Bike lanes cropping up across the Gate City

by Jordan Green

Stand at a corner of Florida Street in the Glenwood neighborhood, and within ten minutes you’re likely to see an increasingly frequent sight: cyclists – often riding without helmets – pedaling their rides within freshly painted white lines demarcating the city’s new designated bike lanes.

“It’s great; it’s a lot safer,” said Freddy Proctor, who was riding for his morning exercise before the worst of the heat on Aug. 3. “We’ve had a lot of drug-related incidents’… no less, there are a lot of people hauling ass around here, so it helps a lot.”

The new dedicated bike lanes take advantage of Florida Street’s wide shoulders, but break occasionally near major intersections, tight spots in the road or curves. The westbound bike lane runs a mile and a half from Freeman Mill Road to High Point Road, with a break at Aycock Street. The eastbound lane is shorter, running from High Point Road to the Glenwood library near Coliseum Boulevard.

A young man was seen riding eastbound on a kick scooter past the end of the dedicated lane. A large pickup truck cruised slowly behind him before he jumped off and dragged the scooter onto the sidewalk to let the motorized vehicle pass.

“I’ve already had someone call and complain that they can’t tell what’s the bike lane and what’s not,” said Peggy Holland, the city of Greensboro’s bicycle-pedestrian coordinator. “There’s really three different parts of it. There’s places where you have what’s technically called an edge line, when you have no curb and gutter. There’s the dedicated bike lane where we painted lines on two sides. In some places the street is wide enough to allow on-street parking, so you have bicycles and parked cars sharing space. And there’s places where there’s nothing; there just wasn’t enough room.”

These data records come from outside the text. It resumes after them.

impl MockTree {
    /// A tree with a single `Application` root.
    pub fn new() -> Self {
        Self {
            state: Arc::new(Mutex::new(State {
                nodes: vec![NodeData::new(Role::Application, None)],
                log: Vec::new(),
                pending: Vec::new(),
            })),
        }
    }

    pub fn root_id(&self) -> NodeId {
        NodeId(0)
    }

    pub fn root(&self) -> UIElement {
        self.element(self.root_id())
    }

    pub fn element(&self, id: NodeId) -> UIElement {
        UIElement::new(Arc::new(MockNode {
            state: self.state.clone(),
            id: id.0,
        }))
    }

    pub fn add(&self, parent: NodeId, role: Role) -> NodeBuilder<'_> {
        let mut state = self.state.lock();
        let id = state.nodes.len();
        state.nodes.push(NodeData::new(role, Some(parent.0)));
        state.nodes[parent.0].children.push(id);
        NodeBuilder {
            tree: self,
            id: NodeId(id),
        }
    }

    pub fn on(&self, id: NodeId, trigger: Trigger, effect: Effect) {
        self.state.lock().nodes[id.0].effects.push((trigger, effect));
    }

    /// External change, not logged as an interaction.
    pub fn set(&self, id: NodeId, attr: Attribute, value: impl Into<AttrValue>) {
        let mut state = self.state.lock();
        state.settle();
        state.nodes[id.0].attrs.insert(attr, value.into());
    }

    pub fn get(&self, id: NodeId, attr: Attribute) -> Option<AttrValue> {
        let mut state = self.state.lock();
        state.settle();
        state.nodes[id.0].attrs.get(&attr).cloned()
    }

    pub fn remove(&self, id: NodeId) {
        self.state.lock().remove(id.0);
    }

    pub fn interactions(&self) -> Vec<InteractionRecord> {
        self.state.lock().log.clone()
    }

    /// Number of times `action` was performed on `id`.
    pub fn performed(&self, id: NodeId, action: Action) -> usize {
        self.state
            .lock()
            .log
            .iter()
            .filter(|r| r.node == id && r.interaction == Interaction::Perform(action))
            .count()
    }

    /// Number of times `action` was performed anywhere in the tree.
    pub fn count(&self, action: Action) -> usize {
        self.state
            .lock()
            .log
            .iter()
            .filter(|r| r.interaction == Interaction::Perform(action))
            .count()
    }

    /// Performs and assignments, i.e. everything that could change the UI.
    pub fn mutations(&self) -> usize {
        self.state.lock().log.len()
    }

    pub fn clear_log(&self) {
        self.state.lock().log.clear();
    }

    /// A radio group whose buttons deselect their siblings when pressed.
    pub fn radio_group(
        &self,
        parent: NodeId,
        identifier: &str,
        labels: &[&str],
        selected: Option<&str>,
    ) -> (NodeId, Vec<NodeId>) {
        let group = self.add(parent, Role::RadioGroup).identifier(identifier).id();
        let buttons: Vec<NodeId> = labels
            .iter()
            .map(|label| {
                self.add(group, Role::RadioButton)
                    .title(label)
                    .value(selected == Some(*label))
                    .id()
            })
            .collect();
        for &pressed in &buttons {
            for &other in &buttons {
                self.on(
                    pressed,
                    Trigger::Perform(Action::Press),
                    Effect::set(other, Attribute::Value, other == pressed),
                );
            }
        }
        (group, buttons)
    }

    /// A pop-up button with its menu; picking an item changes the shown value.
    pub fn popup(
        &self,
        parent: NodeId,
        identifier: &str,
        options: &[&str],
        selected: &str,
    ) -> (NodeId, Vec<NodeId>) {
        let popup = self
            .add(parent, Role::PopUpButton)
            .identifier(identifier)
            .value(selected)
            .id();
        let menu = self.add(popup, Role::Menu).id();
        let items = options
            .iter()
            .map(|label| {
                self.add(menu, Role::MenuItem)
                    .title(label)
                    .on(
                        Trigger::Perform(Action::Press),
                        Effect::set(popup, Attribute::Value, *label),
                    )
                    .id()
            })
            .collect();
        (popup, items)
    }
}

impl Default for MockTree {
    fn default() -> Self {
        Self::new()
    }
}

pub struct NodeBuilder<'a> {
    tree: &'a MockTree,
    id: NodeId,
}

impl NodeBuilder<'_> {
    pub fn id(&self) -> NodeId {
        self.id
    }

    pub fn attr(self, attr: Attribute, value: impl Into<AttrValue>) -> Self {
        self.tree.state.lock().nodes[self.id.0].attrs.insert(attr, value.into());
        self
    }

    pub fn title(self, title: &str) -> Self {
        self.attr(Attribute::Title, title)
    }

    pub fn identifier(self, identifier: &str) -> Self {
        self.attr(Attribute::Identifier, identifier)
    }

    pub fn description(self, description: &str) -> Self {
        self.attr(Attribute::Description, description)
    }

    pub fn value(self, value: impl Into<AttrValue>) -> Self {
        self.attr(Attribute::Value, value)
    }

    pub fn range(self, min: f64, max: f64) -> Self {
        self.attr(Attribute::MinValue, min).attr(Attribute::MaxValue, max)
    }

    pub fn selected(self, selected: bool) -> Self {
        self.attr(Attribute::Selected, selected)
    }

    /// Hide the parent link, like a recycled row in a virtualized list.
    pub fn detached(self) -> Self {
        self.tree.state.lock().nodes[self.id.0].linked = false;
        self
    }

    pub fn on(self, trigger: Trigger, effect: Effect) -> Self {
        self.tree.on(self.id, trigger, effect);
        self
    }

    /// Make `action` fail on this node.
    pub fn rejecting(self, action: Action) -> Self {
        self.tree.state.lock().nodes[self.id.0].rejects.push(action);
        self
    }
}

impl MockNode {
    fn node(&self, id: usize) -> Arc<dyn AxNode> {
        Arc::new(MockNode {
            state: self.state.clone(),
            id,
        })
    }
}
//! Setting keys: `(namespace, name)` written as `namespace/name`

use axsettings_core::{Error, Result};
use serde::{Deserialize, Serialize};
use std::fmt;
use std::str::FromStr;

#[derive(Debug, Clone, PartialEq, Eq, PartialOrd, Ord, Hash, Serialize, Deserialize)]
#[serde(try_from = "String", into = "String")]
pub struct SettingKey {
    pub namespace: String,
    pub name: String,
}

impl SettingKey {
    pub fn new(namespace: impl Into<String>, name: impl Into<String>) -> Self {
        Self {
            namespace: namespace.into(),
            name: name.into(),
        }
    }
}

impl fmt::Display for SettingKey {
    fn fmt(&self, f: &mut fmt::Formatter<'_>) -> fmt::Result {
        write!(f, "{}/{}", self.namespace, self.name)
    }
}

impl FromStr for SettingKey {
    type Err = Error;

    fn from_str(s: &str) -> Result<Self> {
        match s.split_once('/') {
            Some((ns, name)) if !ns.is_empty() && !name.is_empty() => Ok(Self::new(ns, name)),
            _ => Err(Error::invalid_value(format!(
                "Setting key '{}' must look like 'namespace/name'",
                s
            ))),
        }
    }
}

impl TryFrom<String> for SettingKey {
    type Error = Error;

    fn try_from(s: String) -> Result<Self> {
        s.parse()
    }
}

impl From<SettingKey> for String {
    fn from(key: SettingKey) -> Self {
        key.to_string()
    }
}

#[cfg(test)]
mod tests {
    use super::*;

    #[test]
    fn dotted_parts_survive_parsing() {
        let key: SettingKey = "com.apple.macos.display/contrast.enabled".parse().unwrap();
        assert_eq!(key.namespace, "com.apple.macos.display");
        assert_eq!(key.name, "contrast.enabled");
        assert_eq!(key.to_string(), "com.apple.macos.display/contrast.enabled");
    }

    #[test]
    fn rejects_missing_namespace() {
        assert!("contrast".parse::<SettingKey>().is_err());
        assert!("/contrast".parse::<SettingKey>().is_err());
    }
}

The city chose Florida Street for bike lanes because of high demand from residents -‘ and because it required little extra expense.

“We’re going to work with what we’ve got,” Holland said. “In other words, we’re cheap.

“We didn’t do any road widenings,” she added. “We heard from people that this was an area they wanted to bicycle. Florida is a really long east-west route; it’s a great connection from one end of the city to another.”

When residents were consulted Holland said the city found people wanted bicycle accommodations for recreation to commute to work. For some residents, riding a bicycle was their only mode of transportation aside from walking.

The city was also painting lines for dedicated bike lanes on Spring Garden Street late in the first week of August. That route is an extension of what had previously been the city’s only stretch of bike lane, which runs through the campus of UNCG. Lanes on each side of the street will go west from Aycock Street to Holden Road. On the other end they will also connect UNCG to downtown.

Similar to the bicycle infrastructure on Florida Street, the Spring Garden lanes will not be completely continuous. They’ll drop off east of Tate Street, where residents depend heavily on street parking, and pick up again past Mendenhall Street, shuttling riders toward the lanes’ downtown terminus at the Greene Street roundabout.

“One of the good things about bike lanes is it encourages riding on the correct side of the street,” Holland said. “We know there’s a problem of people riding on the wrong side of the street. Bicycles need to be going with the traffic. We’re hoping to get more bicyclists on the street. The reason we’re doing these lanes is so bicyclists are accommodated and can have safe trips, but there’s only so much we can do with infrastructure; they have to take some responsibility for their own safety.”

Other plans to expand Greensboro’s bicycling infrastructure will require more capital investment and physical transformation.

Holland said plans have already been completed for the Battleground Rail Trail, a southward extension of the Lake Brandt Greenway that links the city to the county-owned Bur-Mil Park. The city is actively acquiring real estate from area landowners. The one-mile Battleground Rail Trail will follow the former Atlantic & Yadkin Railroad parallel to Battleground Avenue, ending at Markland Drive near the Lawndale Crossing Shopping Center that is anchored by the Target department store. The city anticipates completing the project by early 2008.

Eventually city planners envision extending the trail into downtown, although Holland said no timeframe has been established, considering that a section of the railroad running between Battleground Avenue and Lee Street is still in use. After the rail line service is discontinued the trail could run through the campus of Greensboro College and connect with the Spring Garden Street bike lanes.

“Battleground is one of those roads that as a bicyclist you probably don’t want to be on,” Holland said. “There’s so much residential and commercial stuff out that way. How do you get bicyclists out to Battleground where they can ride to the shops? Commuting to work is what a lot of people are looking longingly at. I know I’ve talked to someone who lives up around the Brassfield Shopping Center who is just dying to get downtown on his bike.”